Exercise aim
Check every line of the data below for the string "HashMap", and copy the ones that hold it.

Records shown
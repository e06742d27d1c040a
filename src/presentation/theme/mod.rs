use ratatui::style::{Color, Modifier, Style};
use std::str::FromStr;

/// Resolved styles for the screen.
///
/// Kept deliberately small: one accent color drives the focused and
/// selected styles, done tasks render green with strike-through.
#[derive(Debug, Clone, Copy)]
pub struct Theme {
    pub accent: Color,
    pub selection_style: Style,
    pub done_style: Style,
    pub dimmed_style: Style,
    pub base_style: Style,
}

impl Default for Theme {
    fn default() -> Self {
        Self::new("Cyan")
    }
}

impl Theme {
    pub fn new(accent_color_str: &str) -> Self {
        Self::from_color(parse_color(accent_color_str))
    }

    #[must_use]
    pub fn from_color(accent: Color) -> Self {
        Self {
            accent,
            selection_style: Style::default().fg(accent).add_modifier(Modifier::BOLD),
            done_style: Style::default()
                .fg(Color::Green)
                .add_modifier(Modifier::CROSSED_OUT),
            dimmed_style: Style::default().fg(Color::DarkGray),
            base_style: Style::default().fg(Color::Reset),
        }
    }
}

fn parse_color(s: &str) -> Color {
    if let Ok(c) = Color::from_str(s) {
        return c;
    }

    if s.starts_with('#')
        && let Some((r, g, b)) = parse_hex_color(s)
    {
        return Color::Rgb(r, g, b);
    }

    match s.to_lowercase().as_str() {
        "orange" => Color::Indexed(208),
        "purple" => Color::Indexed(93),
        "pink" => Color::Indexed(205),
        _ => Color::Cyan,
    }
}

fn parse_hex_color(s: &str) -> Option<(u8, u8, u8)> {
    let hex = s.trim_start_matches('#');
    if hex.len() != 6 || !hex.is_ascii() {
        return None;
    }
    let r = u8::from_str_radix(&hex[0..2], 16).ok()?;
    let g = u8::from_str_radix(&hex[2..4], 16).ok()?;
    let b = u8::from_str_radix(&hex[4..6], 16).ok()?;
    Some((r, g, b))
}

#[cfg(test)]
mod tests {
    use super::*;

    #[test]
    fn test_named_color() {
        let theme = Theme::new("Yellow");
        assert_eq!(theme.accent, Color::Yellow);
    }

    #[test]
    fn test_hex_color() {
        let theme = Theme::new("#1db863");
        assert_eq!(theme.accent, Color::Rgb(0x1d, 0xb8, 0x63));
    }

    #[test]
    fn test_unknown_color_falls_back() {
        let theme = Theme::new("not-a-color");
        assert_eq!(theme.accent, Color::Cyan);
    }

    #[test]
    fn test_extended_names() {
        assert_eq!(Theme::new("orange").accent, Color::Indexed(208));
    }
}
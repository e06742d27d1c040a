use std::borrow::Cow;

#[derive(Debug, Clone, Copy, PartialEq, Eq)]
pub enum NoticeLevel {
    Info,
    Warn,
}

/// A blocking informational dialog.
///
/// Notices capture input until the user acknowledges them; they carry
/// no choices. Anything requiring a decision is a confirmation modal,
/// not a notice.
#[derive(Debug, Clone, PartialEq, Eq)]
pub struct Notice {
    pub level: NoticeLevel,
    pub title: Cow<'static, str>,
    pub message: String,
}

impl Notice {
    #[must_use]
    pub fn new(
        level: NoticeLevel,
        title: impl Into<Cow<'static, str>>,
        message: impl Into<String>,
    ) -> Self {
        Self {
            level,
            title: title.into(),
            message: message.into(),
        }
    }

    /// The warning shown when an add is rejected for a duplicate title.
    #[must_use]
    pub fn duplicate_title(title: &str) -> Self {
        Self::new(
            NoticeLevel::Warn,
            "Task already exists",
            format!("A task titled \"{title}\" is already on the list."),
        )
    }
}

#[cfg(test)]
mod tests {
    use super::*;

    #[test]
    fn test_notice_creation() {
        let notice = Notice::new(NoticeLevel::Info, "Title", "Message");
        assert_eq!(notice.level, NoticeLevel::Info);
        assert_eq!(notice.title, "Title");
        assert_eq!(notice.message, "Message");
    }

    #[test]
    fn test_duplicate_title_notice_names_the_task() {
        let notice = Notice::duplicate_title("Buy milk");
        assert_eq!(notice.level, NoticeLevel::Warn);
        assert!(notice.message.contains("Buy milk"));
    }
}
//! Scrollable task list with selection.

use ratatui::{
    buffer::Buffer,
    layout::Rect,
    widgets::{StatefulWidget, Widget},
};

use super::task_row::{TaskRow, TaskRowState};
use crate::domain::entities::{Task, TaskId};
use crate::presentation::theme::Theme;

const EMPTY_HINT: &str = "Nothing to do. Press 'a' to add a task.";

/// Selection, scrolling and per-row presenter state for the list.
#[derive(Debug, Default)]
pub struct TaskListPaneState {
    rows: Vec<TaskRowState>,
    selected: usize,
    scroll_offset: usize,
}

impl TaskListPaneState {
    #[must_use]
    pub fn new() -> Self {
        Self::default()
    }

    /// Reconciles row states against the store's current sequence.
    ///
    /// Rows are matched by task id so an in-progress edit survives a
    /// redraw; rows for removed tasks are dropped and viewing rows
    /// re-seed their drafts from the (possibly edited) titles.
    pub fn sync_with(&mut self, tasks: &[Task]) {
        let mut old_rows: Vec<TaskRowState> = std::mem::take(&mut self.rows);

        self.rows = tasks
            .iter()
            .map(|task| {
                let existing = old_rows
                    .iter()
                    .position(|row| row.task_id() == task.id())
                    .map(|i| old_rows.swap_remove(i));
                match existing {
                    Some(mut row) => {
                        row.sync_title(task.title());
                        row
                    }
                    None => TaskRowState::new(task),
                }
            })
            .collect();

        if self.selected >= self.rows.len() {
            self.selected = self.rows.len().saturating_sub(1);
        }
    }

    #[must_use]
    pub fn len(&self) -> usize {
        self.rows.len()
    }

    #[must_use]
    pub fn is_empty(&self) -> bool {
        self.rows.is_empty()
    }

    #[must_use]
    pub fn selected_index(&self) -> usize {
        self.selected
    }

    /// Returns the id of the selected task, if any.
    #[must_use]
    pub fn selected_id(&self) -> Option<TaskId> {
        self.rows.get(self.selected).map(TaskRowState::task_id)
    }

    pub fn select_up(&mut self) {
        self.selected = self.selected.saturating_sub(1);
    }

    pub fn select_down(&mut self) {
        if self.selected + 1 < self.rows.len() {
            self.selected += 1;
        }
    }

    pub fn select_first(&mut self) {
        self.selected = 0;
    }

    pub fn select_last(&mut self) {
        self.selected = self.rows.len().saturating_sub(1);
    }

    /// Returns the row currently in Editing state, if any.
    #[must_use]
    pub fn editing_row_mut(&mut self) -> Option<&mut TaskRowState> {
        self.rows.iter_mut().find(|row| row.is_editing())
    }

    /// Returns true while any row is being edited.
    #[must_use]
    pub fn is_editing(&self) -> bool {
        self.rows.iter().any(TaskRowState::is_editing)
    }

    /// Puts the selected row into Editing state.
    ///
    /// Refused for done tasks and when nothing is selected.
    pub fn start_edit_selected(&mut self, tasks: &[Task]) -> bool {
        let Some(id) = self.selected_id() else {
            return false;
        };
        let Some(task) = tasks.iter().find(|task| task.id() == id) else {
            return false;
        };
        if task.done() {
            return false;
        }

        if let Some(row) = self.rows.get_mut(self.selected) {
            row.start_edit();
            return true;
        }
        false
    }

    fn clamp_scroll(&mut self, viewport_height: usize) {
        if viewport_height == 0 {
            return;
        }
        if self.selected < self.scroll_offset {
            self.scroll_offset = self.selected;
        } else if self.selected >= self.scroll_offset + viewport_height {
            self.scroll_offset = self.selected - viewport_height + 1;
        }
    }
}

/// Stateful widget drawing the task rows.
pub struct TaskListPane<'a> {
    tasks: &'a [Task],
    focused: bool,
    theme: &'a Theme,
}

impl<'a> TaskListPane<'a> {
    #[must_use]
    pub fn new(tasks: &'a [Task], focused: bool, theme: &'a Theme) -> Self {
        Self {
            tasks,
            focused,
            theme,
        }
    }
}

impl StatefulWidget for TaskListPane<'_> {
    type State = TaskListPaneState;

    fn render(self, area: Rect, buf: &mut Buffer, state: &mut Self::State) {
        if area.height == 0 || area.width == 0 {
            return;
        }

        if self.tasks.is_empty() {
            let hint: String = EMPTY_HINT.chars().take(area.width as usize).collect();
            buf.set_string(area.x + 2, area.y, hint, self.theme.dimmed_style);
            return;
        }

        state.clamp_scroll(area.height as usize);

        let visible = self
            .tasks
            .iter()
            .enumerate()
            .skip(state.scroll_offset)
            .take(area.height as usize);

        for (index, task) in visible {
            let Some(row_state) = state.rows.get(index) else {
                continue;
            };
            let y = area.y + u16::try_from(index - state.scroll_offset).unwrap_or(0);
            let row_area = Rect {
                x: area.x,
                y,
                width: area.width,
                height: 1,
            };
            let selected = self.focused && index == state.selected;
            TaskRow::new(task, row_state, selected, self.theme).render(row_area, buf);
        }
    }
}
//! Task entity.

/// Unique identifier for a task.
///
/// Ids are assigned by the store at creation time, increase
/// monotonically, and are never reassigned or reused within a session.
#[derive(Debug, Clone, Copy, PartialEq, Eq, Hash, PartialOrd, Ord)]
pub struct TaskId(pub u64);

impl TaskId {
    /// Returns the underlying u64 value.
    #[must_use]
    pub fn as_u64(self) -> u64 {
        self.0
    }
}

impl std::fmt::Display for TaskId {
    fn fmt(&self, f: &mut std::fmt::Formatter<'_>) -> std::fmt::Result {
        write!(f, "{}", self.0)
    }
}

impl From<u64> for TaskId {
    fn from(value: u64) -> Self {
        Self(value)
    }
}

/// A single to-do entry.
#[derive(Debug, Clone, PartialEq, Eq)]
pub struct Task {
    id: TaskId,
    title: String,
    done: bool,
}

impl Task {
    /// Creates a new task with the given id and title.
    ///
    /// New tasks always start not done.
    #[must_use]
    pub fn new(id: impl Into<TaskId>, title: impl Into<String>) -> Self {
        Self {
            id: id.into(),
            title: title.into(),
            done: false,
        }
    }

    /// Returns the task id.
    #[must_use]
    pub fn id(&self) -> TaskId {
        self.id
    }

    /// Returns the task title.
    #[must_use]
    pub fn title(&self) -> &str {
        &self.title
    }

    /// Returns whether the task is marked done.
    #[must_use]
    pub fn done(&self) -> bool {
        self.done
    }

    /// Returns a copy of this task with the done flag inverted.
    #[must_use]
    pub fn toggled(mut self) -> Self {
        self.done = !self.done;
        self
    }

    /// Returns a copy of this task with a replacement title.
    ///
    /// The id and done flag are unchanged.
    #[must_use]
    pub fn renamed(mut self, title: impl Into<String>) -> Self {
        self.title = title.into();
        self
    }
}
mod confirm_popup;
mod footer_bar;
mod input_bar;
mod line_edit;
mod notice_popup;
mod task_list_pane;
mod task_row;

pub use confirm_popup::ConfirmPopup;
pub use footer_bar::{FocusContext, FooterBar, FooterBarStyle};
pub use input_bar::{InputBar, InputBarAction, InputBarState};
pub use line_edit::LineEdit;
pub use notice_popup::NoticePopup;
pub use task_list_pane::{TaskListPane, TaskListPaneState};
pub use task_row::{RowMode, TaskRow, TaskRowState};
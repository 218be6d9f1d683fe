//! REST API Server for the construction finance assistant
//!
//! Exposes the orchestrator via HTTP endpoints
//! Integrates with the chat UI

use axum::{
    body::Body,
    extract::State,
    http::{header, HeaderName, StatusCode},
    response::{IntoResponse, Response},
    routing::{get, post},
    Json, Router,
};
use futures::StreamExt;
use serde::{Deserialize, Serialize};
use std::convert::Infallible;
use std::sync::Arc;
use tower_http::cors::CorsLayer;
use tower_http::trace::TraceLayer;
use tracing::{error, info, warn};

use crate::agent::{Orchestrator, GENERIC_ERROR_MESSAGE};
use crate::models::{last_user_question, ChatMessage};
use crate::stream::{DATA_STREAM_HEADER, DATA_STREAM_VERSION};

/// Prompts the chat UI offers on an empty conversation.
pub const SAMPLE_QUESTIONS: [&str; 5] = [
    "How much money do I have remaining across all masonry packages?",
    "Which packages are overspent?",
    "Show me committed vs spent vs remaining for the Downtown Office Tower",
    "Give me a budget breakdown by trade for the Medical Center",
    "Drill down into the Electrical trade packages",
];

/// =============================
/// Request Models
/// =============================

#[derive(Debug, Deserialize)]
pub struct ChatRequest {
    #[serde(default)]
    pub messages: Vec<ChatMessage>,
}

/// =============================
/// Response Wrapper
/// =============================

#[derive(Debug, Serialize, Deserialize)]
pub struct ApiResponse {
    pub success: bool,
    pub data: Option<serde_json::Value>,
    pub error: Option<String>,
    pub timestamp: String,
}

impl ApiResponse {
    pub fn success<T: Serialize>(data: T) -> Self {
        Self {
            success: true,
            data: serde_json::to_value(data).ok(),
            error: None,
            timestamp: chrono::Utc::now().to_rfc3339(),
        }
    }

    pub fn error(message: String) -> Self {
        Self {
            success: false,
            data: None,
            error: Some(message),
            timestamp: chrono::Utc::now().to_rfc3339(),
        }
    }
}

/// =============================
/// API State
/// =============================

#[derive(Clone)]
pub struct ApiState {
    pub orchestrator: Arc<Orchestrator>,
}

/// =============================
/// Health Endpoint
/// =============================

async fn health() -> Json<serde_json::Value> {
    Json(serde_json::json!({
        "status": "healthy",
        "timestamp": chrono::Utc::now().to_rfc3339()
    }))
}

/// =============================
/// Chat Endpoint
/// =============================

async fn chat_handler(State(state): State<ApiState>, Json(req): Json<ChatRequest>) -> Response {
    if req.messages.is_empty() {
        return (
            StatusCode::BAD_REQUEST,
            Json(ApiResponse::error("No messages provided".into())),
        )
            .into_response();
    }

    if last_user_question(&req.messages).is_none() {
        return (
            StatusCode::BAD_REQUEST,
            Json(ApiResponse::error("No user message found".into())),
        )
            .into_response();
    }

    info!(messages = req.messages.len(), "Received chat request");

    let stream = match state.orchestrator.stream_chat(req.messages).await {
        Ok(stream) => stream,
        Err(e) => {
            error!(error = %e, "Chat request failed before streaming");
            return (
                StatusCode::INTERNAL_SERVER_ERROR,
                Json(ApiResponse::error(GENERIC_ERROR_MESSAGE.into())),
            )
                .into_response();
        }
    };

    let body = Body::from_stream(
        stream.map(|chunk| Ok::<_, Infallible>(chunk.to_data_stream_line())),
    );

    (
        [
            (header::CONTENT_TYPE, "text/plain; charset=utf-8"),
            (HeaderName::from_static(DATA_STREAM_HEADER), DATA_STREAM_VERSION),
        ],
        body,
    )
        .into_response()
}

/// =============================
/// Discovery Endpoints
/// =============================

async fn list_tools(State(state): State<ApiState>) -> Json<ApiResponse> {
    Json(ApiResponse::success(state.orchestrator.tool_definitions()))
}

async fn sample_questions() -> Json<ApiResponse> {
    Json(ApiResponse::success(SAMPLE_QUESTIONS))
}

/// =============================
/// Router
/// =============================

pub fn create_router(orchestrator: Arc<Orchestrator>) -> Router {
    let state = ApiState { orchestrator };

    Router::new()
        .route("/health", get(health))
        .route("/api/chat", post(chat_handler))
        .route("/api/tools", get(list_tools))
        .route("/api/sample-questions", get(sample_questions))
        .with_state(state)
        .layer(TraceLayer::new_for_http())
        .layer(CorsLayer::permissive())
}

/// =============================
/// Server Startup
/// =============================

pub async fn start_server(orchestrator: Arc<Orchestrator>, port: u16) -> crate::Result<()> {
    let router = create_router(orchestrator);

    let listener = tokio::net::TcpListener::bind(format!("0.0.0.0:{}", port)).await?;

    info!("API Server listening on http://0.0.0.0:{}", port);
    info!("Local: http://127.0.0.1:{}", port);

    axum::serve(listener, router).await.map_err(|e| {
        warn!(error = %e, "API server stopped");
        e
    })?;

    Ok(())
}
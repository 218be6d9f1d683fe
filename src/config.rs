//! Environment-driven configuration
//!
//! Values come from the process environment, optionally seeded from a
//! `.env` file by the binaries (`dotenv::dotenv().ok()`).

use crate::error::AssistantError;
use crate::Result;
use std::env;
use uuid::Uuid;

/// Demo organisation that stands in for an authenticated session.
pub const DEFAULT_TENANT_ID: Uuid = Uuid::from_u128(0xa1b2c3d4_0000_0000_0000_000000000001);

pub const DEFAULT_MODEL: &str = "anthropic/claude-sonnet-4";
pub const DEFAULT_OPENROUTER_BASE_URL: &str = "https://openrouter.ai/api/v1";
pub const DEFAULT_MAX_STEPS: u32 = 5;
pub const DEFAULT_PORT: u16 = 8080;

#[derive(Debug, Clone)]
pub struct ModelConfig {
    pub api_key: String,
    pub base_url: String,
    pub model: String,
}

impl ModelConfig {
    /// A missing key is not fatal here; the provider rejects the first call.
    pub fn from_env() -> Self {
        Self {
            api_key: env::var("OPENROUTER_API_KEY").unwrap_or_default(),
            base_url: env::var("OPENROUTER_BASE_URL")
                .unwrap_or_else(|_| DEFAULT_OPENROUTER_BASE_URL.to_string())
                .trim_end_matches('/')
                .to_string(),
            model: env::var("LLM_MODEL").unwrap_or_else(|_| DEFAULT_MODEL.to_string()),
        }
    }
}

/// Which data-service backend the gateway talks to.
#[derive(Debug, Clone, PartialEq, Eq)]
pub enum GatewayConfig {
    /// Supabase / PostgREST over HTTPS with a service-role key.
    Rest { url: String, service_key: String },
    /// Direct Postgres connection calling the same stored functions.
    Postgres { database_url: String },
    /// Bundled demo data set, opt-in via `DEMO_DATA=1`.
    Demo,
}

impl GatewayConfig {
    pub fn from_env() -> Result<Self> {
        Self::from_lookup(|key| env::var(key).ok())
    }

    /// Resolve the backend from an arbitrary variable source.
    pub fn from_lookup<F>(lookup: F) -> Result<Self>
    where
        F: Fn(&str) -> Option<String>,
    {
        let non_empty = |key: &str| lookup(key).filter(|v| !v.trim().is_empty());

        if let (Some(url), Some(service_key)) = (
            non_empty("SUPABASE_URL"),
            non_empty("SUPABASE_SERVICE_ROLE_KEY"),
        ) {
            return Ok(GatewayConfig::Rest {
                url: url.trim_end_matches('/').to_string(),
                service_key,
            });
        }

        if let Some(database_url) = non_empty("DATABASE_URL").or_else(|| non_empty("POSTGRES_URL")) {
            return Ok(GatewayConfig::Postgres { database_url });
        }

        if matches!(non_empty("DEMO_DATA").as_deref(), Some("1") | Some("true")) {
            return Ok(GatewayConfig::Demo);
        }

        Err(AssistantError::ConfigError(
            "Missing SUPABASE_URL or SUPABASE_SERVICE_ROLE_KEY".to_string(),
        ))
    }
}

#[derive(Debug, Clone)]
pub struct ServerConfig {
    pub port: u16,
}

impl ServerConfig {
    pub fn from_env() -> Result<Self> {
        let port = match env::var("PORT").or_else(|_| env::var("API_PORT")) {
            Ok(raw) => raw.parse().map_err(|e| {
                AssistantError::ConfigError(format!("Invalid PORT '{}': {}", raw, e))
            })?,
            Err(_) => DEFAULT_PORT,
        };

        Ok(Self { port })
    }
}

/// Full application configuration.
#[derive(Debug, Clone)]
pub struct AppConfig {
    pub model: ModelConfig,
    pub gateway: GatewayConfig,
    pub server: ServerConfig,
    pub tenant_id: Uuid,
    pub max_steps: u32,
}

impl AppConfig {
    pub fn from_env() -> Result<Self> {
        let tenant_id = match env::var("TENANT_ID") {
            Ok(raw) => Uuid::parse_str(raw.trim()).map_err(|e| {
                AssistantError::ConfigError(format!("Invalid TENANT_ID '{}': {}", raw, e))
            })?,
            Err(_) => DEFAULT_TENANT_ID,
        };

        let max_steps = match env::var("MAX_STEPS") {
            Ok(raw) => raw
                .parse::<u32>()
                .ok()
                .filter(|n| *n > 0)
                .ok_or_else(|| {
                    AssistantError::ConfigError(format!("Invalid MAX_STEPS '{}'", raw))
                })?,
            Err(_) => DEFAULT_MAX_STEPS,
        };

        Ok(Self {
            model: ModelConfig::from_env(),
            gateway: GatewayConfig::from_env()?,
            server: ServerConfig::from_env()?,
            tenant_id,
            max_steps,
        })
    }
}

#[cfg(test)]
mod tests {
    use super::*;
    use std::collections::HashMap;

    fn lookup(vars: &[(&str, &str)]) -> impl Fn(&str) -> Option<String> {
        let map: HashMap<String, String> = vars
            .iter()
            .map(|(k, v)| (k.to_string(), v.to_string()))
            .collect();
        move |key| map.get(key).cloned()
    }

    #[test]
    fn test_default_tenant_id() {
        assert_eq!(
            DEFAULT_TENANT_ID.to_string(),
            "a1b2c3d4-0000-0000-0000-000000000001"
        );
    }

    #[test]
    fn test_rest_gateway_preferred() {
        let config = GatewayConfig::from_lookup(lookup(&[
            ("SUPABASE_URL", "https://demo.supabase.co/"),
            ("SUPABASE_SERVICE_ROLE_KEY", "service-key"),
            ("DATABASE_URL", "postgres://localhost/finance"),
        ]))
        .unwrap();

        assert_eq!(
            config,
            GatewayConfig::Rest {
                url: "https://demo.supabase.co".into(),
                service_key: "service-key".into(),
            }
        );
    }

    #[test]
    fn test_url_without_key_is_not_rest() {
        let config = GatewayConfig::from_lookup(lookup(&[
            ("SUPABASE_URL", "https://demo.supabase.co"),
            ("DATABASE_URL", "postgres://localhost/finance"),
        ]))
        .unwrap();

        assert!(matches!(config, GatewayConfig::Postgres { .. }));
    }

    #[test]
    fn test_demo_gateway_is_opt_in() {
        let config = GatewayConfig::from_lookup(lookup(&[("DEMO_DATA", "1")])).unwrap();
        assert_eq!(config, GatewayConfig::Demo);
    }

    #[test]
    fn test_missing_credentials_is_fatal() {
        let err = GatewayConfig::from_lookup(lookup(&[("SUPABASE_URL", "  ")])).unwrap_err();
        assert!(matches!(err, AssistantError::ConfigError(_)));
        assert!(err.to_string().contains("SUPABASE_SERVICE_ROLE_KEY"));
    }
}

Result for this exercise
    use std::collections::HashMap;
        let map: HashMap<String, String> = vars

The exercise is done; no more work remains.